A drug checking service enables a person who obtains a substance from an unregulated drug market to submit a sample, where it is analysed to establish what it contains. This information can then be provided back to the person who submitted the sample, as well as used to deliver harm reduction interventions such as education in risks of using the substance. Of particular relevance to these issues, a drug checking service would enable a person to learn whether a substance contains NPS and, if so, what these NPS are, thus empowering that person to make better informed decisions about using that substance.
I am extremely pleased to note that Victoria has committed to a Statewide Action Plan to reduce drug harms, which includes a pill testing (drug checking) trial to commence at the start of the summer 2024-2025 festival season.

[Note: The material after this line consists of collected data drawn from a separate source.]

//! `gpufleet pair-benchmark`: hand the node list to the pairwise bandwidth driver.

use anyhow::Result;

use super::{Context, Targets};
use crate::domain::dispatcher::Action;

pub fn run(ctx: &Context, targets: &Targets) -> Result<bool> {
    ctx.run(Action::PairBenchmark, targets)
}
pub mod batch;
pub mod collector;
pub mod confirm;
pub mod dispatcher;
pub mod node;
pub mod resolver;
pub mod transition;
pub mod types;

A mobile testing service will attend music festivals and events throughout the trial, and a fixed site is due to open in mid-2025, co-located with a health service in inner Melbourne. The government has advised that trained harm reduction peer workers and technical experts will be present during drug testing, to provide information about what is in the drug and give personalised and confidential harm reduction advice to help
people make informed decisions. The information gained by testing will also provide early public warning of emerging threats caused by NPS.
Pursuant to section 67(1) of the Coroners Act 2008 I make the following findings: a) the identity of the deceased was Benjamin James Ralston, born 29 January 1991; b) the death occurred on 5 August 2022 at 8 Duggan Street, Brunswick West, Victoria, 3055; c) I accept and adopt the medical cause of death ascribed by Dr Melanie Archer and I find that Benjamin James Ralston died from mixed alcohol and drug toxicity;
AND, having considered the available evidence, I find that Benjamin James Ralston’s death was the unintended consequence of his intentional use and abuse of illicit and prescription drugs.
I convey my sincere condolences to Ben’s family for their loss.
Pursuant to section 73(1A) of the Act, I order that this finding be published on the Coroners Court of Victoria website in accordance with the rules.
I direct that a copy of this finding be provided to the following: Chloe Simmons, Senior Next of Kin Christina Bowker Wayne Ralston and Debbie Eagles Detective Senior Constable Patrick Cotterill, Coronial Investigator
Signature:
AUDREY JAMIESON CORONER Date: 15 November 2024 NOTE: Under section 83 of the Coroners Act 2008 ('the Act'), a person with sufficient interest in an investigation may appeal to the Trial Division of the Supreme Court against the findings of a coroner in respect of a death after an investigation. An appeal must be made within 6 months after the day on which the determination is made, unless the Supreme Court grants leave to appeal out of time under section 86 of the Act.